__Extracted material__:
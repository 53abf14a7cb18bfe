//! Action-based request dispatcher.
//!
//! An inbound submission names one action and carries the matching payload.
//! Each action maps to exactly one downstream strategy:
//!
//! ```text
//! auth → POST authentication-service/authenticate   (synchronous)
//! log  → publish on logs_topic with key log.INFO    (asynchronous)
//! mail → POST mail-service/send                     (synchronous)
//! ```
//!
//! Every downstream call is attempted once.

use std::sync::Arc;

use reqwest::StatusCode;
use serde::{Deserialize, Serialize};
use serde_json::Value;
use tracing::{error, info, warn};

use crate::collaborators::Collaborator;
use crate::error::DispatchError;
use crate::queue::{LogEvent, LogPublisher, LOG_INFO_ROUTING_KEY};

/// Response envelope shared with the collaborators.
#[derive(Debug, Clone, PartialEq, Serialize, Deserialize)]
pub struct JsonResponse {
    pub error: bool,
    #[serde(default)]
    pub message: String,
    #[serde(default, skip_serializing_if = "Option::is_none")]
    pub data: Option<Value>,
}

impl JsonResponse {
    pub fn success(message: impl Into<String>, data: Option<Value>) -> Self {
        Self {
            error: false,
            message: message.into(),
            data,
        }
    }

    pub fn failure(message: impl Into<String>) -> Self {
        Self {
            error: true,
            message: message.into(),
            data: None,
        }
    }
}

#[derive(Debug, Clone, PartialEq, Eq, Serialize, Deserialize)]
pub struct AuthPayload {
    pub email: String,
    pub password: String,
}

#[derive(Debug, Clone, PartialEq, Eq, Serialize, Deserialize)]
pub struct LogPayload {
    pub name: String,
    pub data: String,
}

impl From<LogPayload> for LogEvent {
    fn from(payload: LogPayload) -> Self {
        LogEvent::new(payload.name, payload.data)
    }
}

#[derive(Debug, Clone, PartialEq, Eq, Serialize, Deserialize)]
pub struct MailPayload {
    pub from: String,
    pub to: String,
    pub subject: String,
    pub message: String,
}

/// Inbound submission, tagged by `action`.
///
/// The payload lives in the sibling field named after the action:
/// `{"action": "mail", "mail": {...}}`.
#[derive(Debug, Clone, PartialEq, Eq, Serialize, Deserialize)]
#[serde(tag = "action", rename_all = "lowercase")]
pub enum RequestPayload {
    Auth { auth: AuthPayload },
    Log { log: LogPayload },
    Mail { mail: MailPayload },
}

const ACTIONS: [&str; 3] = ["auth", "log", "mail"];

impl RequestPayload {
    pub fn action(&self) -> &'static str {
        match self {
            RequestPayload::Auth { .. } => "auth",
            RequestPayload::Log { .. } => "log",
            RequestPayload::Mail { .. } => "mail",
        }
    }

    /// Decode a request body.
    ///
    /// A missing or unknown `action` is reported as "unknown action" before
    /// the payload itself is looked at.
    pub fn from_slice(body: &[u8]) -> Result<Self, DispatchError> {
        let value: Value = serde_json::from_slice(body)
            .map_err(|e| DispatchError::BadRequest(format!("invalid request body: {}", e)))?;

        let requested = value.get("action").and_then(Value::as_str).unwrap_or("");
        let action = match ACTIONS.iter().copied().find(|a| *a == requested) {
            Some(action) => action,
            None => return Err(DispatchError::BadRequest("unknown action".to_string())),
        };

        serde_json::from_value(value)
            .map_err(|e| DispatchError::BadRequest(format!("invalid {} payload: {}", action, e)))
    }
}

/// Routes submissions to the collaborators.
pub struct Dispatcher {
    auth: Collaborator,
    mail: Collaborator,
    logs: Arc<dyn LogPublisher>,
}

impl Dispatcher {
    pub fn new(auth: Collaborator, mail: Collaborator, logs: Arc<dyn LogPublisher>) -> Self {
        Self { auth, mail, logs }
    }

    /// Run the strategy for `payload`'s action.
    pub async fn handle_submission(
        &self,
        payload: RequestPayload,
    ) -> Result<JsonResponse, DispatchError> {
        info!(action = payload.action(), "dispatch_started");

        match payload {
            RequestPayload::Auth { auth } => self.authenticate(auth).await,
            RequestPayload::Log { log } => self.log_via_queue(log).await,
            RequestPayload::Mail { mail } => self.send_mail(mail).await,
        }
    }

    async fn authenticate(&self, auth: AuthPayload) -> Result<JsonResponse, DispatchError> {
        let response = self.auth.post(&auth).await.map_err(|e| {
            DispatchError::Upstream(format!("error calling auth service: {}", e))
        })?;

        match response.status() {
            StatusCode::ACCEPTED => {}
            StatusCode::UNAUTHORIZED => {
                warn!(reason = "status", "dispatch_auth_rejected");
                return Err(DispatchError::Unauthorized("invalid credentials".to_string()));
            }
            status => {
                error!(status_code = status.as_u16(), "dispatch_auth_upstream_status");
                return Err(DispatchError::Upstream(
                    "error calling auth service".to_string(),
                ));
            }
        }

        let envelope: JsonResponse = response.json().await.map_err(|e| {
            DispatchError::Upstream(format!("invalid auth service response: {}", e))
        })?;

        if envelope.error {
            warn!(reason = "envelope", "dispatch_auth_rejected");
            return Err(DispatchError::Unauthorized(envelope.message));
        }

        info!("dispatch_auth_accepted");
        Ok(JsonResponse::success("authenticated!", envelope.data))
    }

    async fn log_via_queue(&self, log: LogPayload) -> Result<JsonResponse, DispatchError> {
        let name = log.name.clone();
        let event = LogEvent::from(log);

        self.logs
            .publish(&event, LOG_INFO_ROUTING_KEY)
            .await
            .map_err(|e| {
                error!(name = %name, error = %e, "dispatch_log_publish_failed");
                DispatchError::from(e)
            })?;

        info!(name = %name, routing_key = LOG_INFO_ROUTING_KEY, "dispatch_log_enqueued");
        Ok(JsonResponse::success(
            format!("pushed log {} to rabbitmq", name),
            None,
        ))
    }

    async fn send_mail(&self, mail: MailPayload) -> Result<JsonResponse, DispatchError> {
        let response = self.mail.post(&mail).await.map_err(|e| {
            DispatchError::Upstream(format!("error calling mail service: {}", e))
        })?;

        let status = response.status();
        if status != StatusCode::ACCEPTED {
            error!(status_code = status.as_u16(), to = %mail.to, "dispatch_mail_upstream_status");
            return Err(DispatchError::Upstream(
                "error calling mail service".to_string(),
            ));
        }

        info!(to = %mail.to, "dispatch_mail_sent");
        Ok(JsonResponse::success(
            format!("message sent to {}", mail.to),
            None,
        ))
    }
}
--
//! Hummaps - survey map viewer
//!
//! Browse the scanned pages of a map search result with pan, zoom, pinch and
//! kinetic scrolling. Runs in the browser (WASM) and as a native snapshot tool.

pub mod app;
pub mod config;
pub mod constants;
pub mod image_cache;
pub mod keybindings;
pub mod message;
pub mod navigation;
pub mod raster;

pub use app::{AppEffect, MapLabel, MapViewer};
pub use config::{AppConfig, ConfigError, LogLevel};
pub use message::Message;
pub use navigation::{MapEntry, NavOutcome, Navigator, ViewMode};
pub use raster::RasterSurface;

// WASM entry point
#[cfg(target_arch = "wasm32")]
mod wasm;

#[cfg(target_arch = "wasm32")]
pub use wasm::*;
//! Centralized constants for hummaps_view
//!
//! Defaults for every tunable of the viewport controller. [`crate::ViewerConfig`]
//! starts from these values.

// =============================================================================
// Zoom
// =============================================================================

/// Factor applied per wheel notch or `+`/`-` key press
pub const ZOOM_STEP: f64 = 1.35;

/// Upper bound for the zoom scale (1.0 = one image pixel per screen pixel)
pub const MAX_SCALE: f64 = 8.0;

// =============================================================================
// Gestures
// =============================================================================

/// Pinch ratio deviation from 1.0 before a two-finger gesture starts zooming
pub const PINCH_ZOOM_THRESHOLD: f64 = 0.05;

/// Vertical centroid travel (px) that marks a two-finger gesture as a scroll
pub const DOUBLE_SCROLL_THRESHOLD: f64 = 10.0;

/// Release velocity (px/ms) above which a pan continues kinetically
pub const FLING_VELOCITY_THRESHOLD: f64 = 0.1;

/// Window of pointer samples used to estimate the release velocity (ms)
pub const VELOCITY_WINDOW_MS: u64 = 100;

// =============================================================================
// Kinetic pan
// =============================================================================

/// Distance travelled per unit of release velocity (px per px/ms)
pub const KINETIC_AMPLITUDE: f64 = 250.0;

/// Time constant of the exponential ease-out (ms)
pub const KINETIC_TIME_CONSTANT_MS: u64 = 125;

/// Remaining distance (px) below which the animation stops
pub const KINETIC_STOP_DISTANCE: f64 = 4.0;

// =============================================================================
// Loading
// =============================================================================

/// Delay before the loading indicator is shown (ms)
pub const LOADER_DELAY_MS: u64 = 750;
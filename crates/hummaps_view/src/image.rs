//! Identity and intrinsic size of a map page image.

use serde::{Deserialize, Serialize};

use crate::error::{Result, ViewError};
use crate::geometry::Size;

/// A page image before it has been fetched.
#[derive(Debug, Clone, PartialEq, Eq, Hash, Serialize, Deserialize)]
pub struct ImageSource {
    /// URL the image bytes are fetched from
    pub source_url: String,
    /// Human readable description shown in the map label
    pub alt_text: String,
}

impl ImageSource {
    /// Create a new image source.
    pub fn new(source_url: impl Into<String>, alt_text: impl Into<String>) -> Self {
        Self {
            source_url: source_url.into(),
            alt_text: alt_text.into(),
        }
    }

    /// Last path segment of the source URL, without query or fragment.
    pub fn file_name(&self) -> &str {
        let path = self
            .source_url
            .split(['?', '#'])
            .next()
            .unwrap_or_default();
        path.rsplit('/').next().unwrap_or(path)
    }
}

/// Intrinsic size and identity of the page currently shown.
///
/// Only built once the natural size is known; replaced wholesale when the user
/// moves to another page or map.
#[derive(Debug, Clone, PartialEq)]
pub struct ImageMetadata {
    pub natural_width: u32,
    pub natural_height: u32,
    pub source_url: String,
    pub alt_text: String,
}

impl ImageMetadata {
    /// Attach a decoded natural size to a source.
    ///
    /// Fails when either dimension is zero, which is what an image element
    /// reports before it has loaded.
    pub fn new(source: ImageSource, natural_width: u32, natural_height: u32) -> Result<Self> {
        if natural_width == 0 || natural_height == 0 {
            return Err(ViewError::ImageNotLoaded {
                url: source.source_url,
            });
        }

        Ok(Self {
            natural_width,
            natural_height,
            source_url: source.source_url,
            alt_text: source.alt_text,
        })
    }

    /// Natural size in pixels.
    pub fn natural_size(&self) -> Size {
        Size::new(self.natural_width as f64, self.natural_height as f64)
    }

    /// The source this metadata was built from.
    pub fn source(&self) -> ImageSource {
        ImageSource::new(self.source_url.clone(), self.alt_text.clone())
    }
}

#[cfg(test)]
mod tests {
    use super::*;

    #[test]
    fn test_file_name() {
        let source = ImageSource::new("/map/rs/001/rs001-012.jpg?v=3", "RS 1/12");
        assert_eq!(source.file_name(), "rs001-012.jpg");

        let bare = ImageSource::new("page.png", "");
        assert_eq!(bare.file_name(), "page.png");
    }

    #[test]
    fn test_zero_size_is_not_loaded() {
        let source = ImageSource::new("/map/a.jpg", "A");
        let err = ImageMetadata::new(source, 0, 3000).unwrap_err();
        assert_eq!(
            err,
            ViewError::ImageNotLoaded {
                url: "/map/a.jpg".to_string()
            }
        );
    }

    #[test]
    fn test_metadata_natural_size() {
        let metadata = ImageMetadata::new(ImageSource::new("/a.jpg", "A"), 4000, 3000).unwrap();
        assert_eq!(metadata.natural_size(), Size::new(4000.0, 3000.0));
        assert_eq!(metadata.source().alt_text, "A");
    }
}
...
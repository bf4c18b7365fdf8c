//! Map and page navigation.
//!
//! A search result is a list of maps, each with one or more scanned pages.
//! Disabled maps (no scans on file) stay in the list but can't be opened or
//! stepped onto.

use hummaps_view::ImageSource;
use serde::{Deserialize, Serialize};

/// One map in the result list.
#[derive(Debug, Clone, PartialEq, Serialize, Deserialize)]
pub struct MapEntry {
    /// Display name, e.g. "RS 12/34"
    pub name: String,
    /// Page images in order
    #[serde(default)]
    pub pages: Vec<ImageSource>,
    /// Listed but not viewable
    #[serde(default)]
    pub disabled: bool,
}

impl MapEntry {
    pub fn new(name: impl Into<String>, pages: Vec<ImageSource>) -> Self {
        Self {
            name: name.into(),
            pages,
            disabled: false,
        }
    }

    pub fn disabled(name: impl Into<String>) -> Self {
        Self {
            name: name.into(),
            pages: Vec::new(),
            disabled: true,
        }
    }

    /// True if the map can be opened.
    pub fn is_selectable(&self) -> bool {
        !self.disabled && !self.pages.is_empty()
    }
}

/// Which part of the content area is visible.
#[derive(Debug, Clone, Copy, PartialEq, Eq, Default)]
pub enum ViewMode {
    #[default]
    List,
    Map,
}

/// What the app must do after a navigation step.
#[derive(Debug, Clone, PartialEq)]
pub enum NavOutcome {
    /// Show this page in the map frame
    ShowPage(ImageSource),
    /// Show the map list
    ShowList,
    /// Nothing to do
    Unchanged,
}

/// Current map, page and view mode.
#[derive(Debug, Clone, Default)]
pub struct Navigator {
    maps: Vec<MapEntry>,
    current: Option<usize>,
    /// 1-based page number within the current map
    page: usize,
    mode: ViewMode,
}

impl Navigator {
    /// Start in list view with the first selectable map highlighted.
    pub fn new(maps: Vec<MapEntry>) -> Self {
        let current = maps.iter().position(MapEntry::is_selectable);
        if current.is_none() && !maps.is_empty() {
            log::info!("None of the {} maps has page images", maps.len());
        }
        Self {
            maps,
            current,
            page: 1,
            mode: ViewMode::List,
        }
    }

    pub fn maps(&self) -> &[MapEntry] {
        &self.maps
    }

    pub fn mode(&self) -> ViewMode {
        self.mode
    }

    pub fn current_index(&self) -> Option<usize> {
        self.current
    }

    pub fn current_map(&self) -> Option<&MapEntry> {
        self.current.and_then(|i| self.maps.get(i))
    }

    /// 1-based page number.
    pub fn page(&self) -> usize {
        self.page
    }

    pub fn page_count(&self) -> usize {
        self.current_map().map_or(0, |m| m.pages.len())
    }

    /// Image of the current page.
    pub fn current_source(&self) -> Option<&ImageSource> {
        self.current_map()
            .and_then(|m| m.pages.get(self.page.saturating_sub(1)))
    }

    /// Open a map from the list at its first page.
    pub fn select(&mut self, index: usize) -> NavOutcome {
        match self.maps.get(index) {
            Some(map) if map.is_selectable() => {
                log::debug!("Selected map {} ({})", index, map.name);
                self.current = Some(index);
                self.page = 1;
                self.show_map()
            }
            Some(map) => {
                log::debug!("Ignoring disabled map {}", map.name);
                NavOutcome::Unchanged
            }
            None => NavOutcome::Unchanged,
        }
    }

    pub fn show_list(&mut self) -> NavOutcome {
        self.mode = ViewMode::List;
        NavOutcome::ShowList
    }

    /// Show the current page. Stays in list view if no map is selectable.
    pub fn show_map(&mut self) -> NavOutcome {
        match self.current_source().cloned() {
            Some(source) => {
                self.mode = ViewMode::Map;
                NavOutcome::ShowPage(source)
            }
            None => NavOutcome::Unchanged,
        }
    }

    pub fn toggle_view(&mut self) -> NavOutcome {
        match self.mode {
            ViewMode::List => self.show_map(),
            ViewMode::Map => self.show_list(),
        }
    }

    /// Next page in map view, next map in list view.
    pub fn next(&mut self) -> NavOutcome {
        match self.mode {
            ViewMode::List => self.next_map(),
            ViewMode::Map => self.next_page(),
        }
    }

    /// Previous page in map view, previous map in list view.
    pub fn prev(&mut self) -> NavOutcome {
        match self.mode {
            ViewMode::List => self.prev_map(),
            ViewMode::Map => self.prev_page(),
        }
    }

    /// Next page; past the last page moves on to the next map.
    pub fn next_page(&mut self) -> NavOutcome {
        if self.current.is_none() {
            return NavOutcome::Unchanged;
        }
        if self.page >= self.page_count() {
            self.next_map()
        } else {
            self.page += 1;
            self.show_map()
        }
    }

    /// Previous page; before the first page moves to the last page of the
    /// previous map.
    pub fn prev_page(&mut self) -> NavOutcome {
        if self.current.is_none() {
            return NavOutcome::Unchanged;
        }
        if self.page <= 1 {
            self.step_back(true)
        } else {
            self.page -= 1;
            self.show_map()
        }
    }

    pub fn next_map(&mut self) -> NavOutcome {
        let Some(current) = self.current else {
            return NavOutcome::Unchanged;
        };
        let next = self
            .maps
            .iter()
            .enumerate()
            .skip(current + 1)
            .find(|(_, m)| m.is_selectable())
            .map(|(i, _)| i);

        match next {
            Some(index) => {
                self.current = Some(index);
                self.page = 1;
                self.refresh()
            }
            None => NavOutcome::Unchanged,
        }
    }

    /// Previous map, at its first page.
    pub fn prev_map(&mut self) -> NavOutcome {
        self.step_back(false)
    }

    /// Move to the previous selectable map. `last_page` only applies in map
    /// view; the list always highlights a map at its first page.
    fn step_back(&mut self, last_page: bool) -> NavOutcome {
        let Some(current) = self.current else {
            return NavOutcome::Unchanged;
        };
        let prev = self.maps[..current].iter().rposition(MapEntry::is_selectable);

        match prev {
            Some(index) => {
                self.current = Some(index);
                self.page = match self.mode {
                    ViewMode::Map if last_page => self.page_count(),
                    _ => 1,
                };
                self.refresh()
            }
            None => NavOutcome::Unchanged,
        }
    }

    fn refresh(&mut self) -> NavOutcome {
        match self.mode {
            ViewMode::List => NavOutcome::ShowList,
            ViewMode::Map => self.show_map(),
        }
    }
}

__Task item__: Sift through the material above and copy the lines that contain the word "MailPayload".

__Task output__:
pub struct MailPayload {
    Mail { mail: MailPayload },
    async fn send_mail(&self, mail: MailPayload) -> Result<JsonResponse, DispatchError> {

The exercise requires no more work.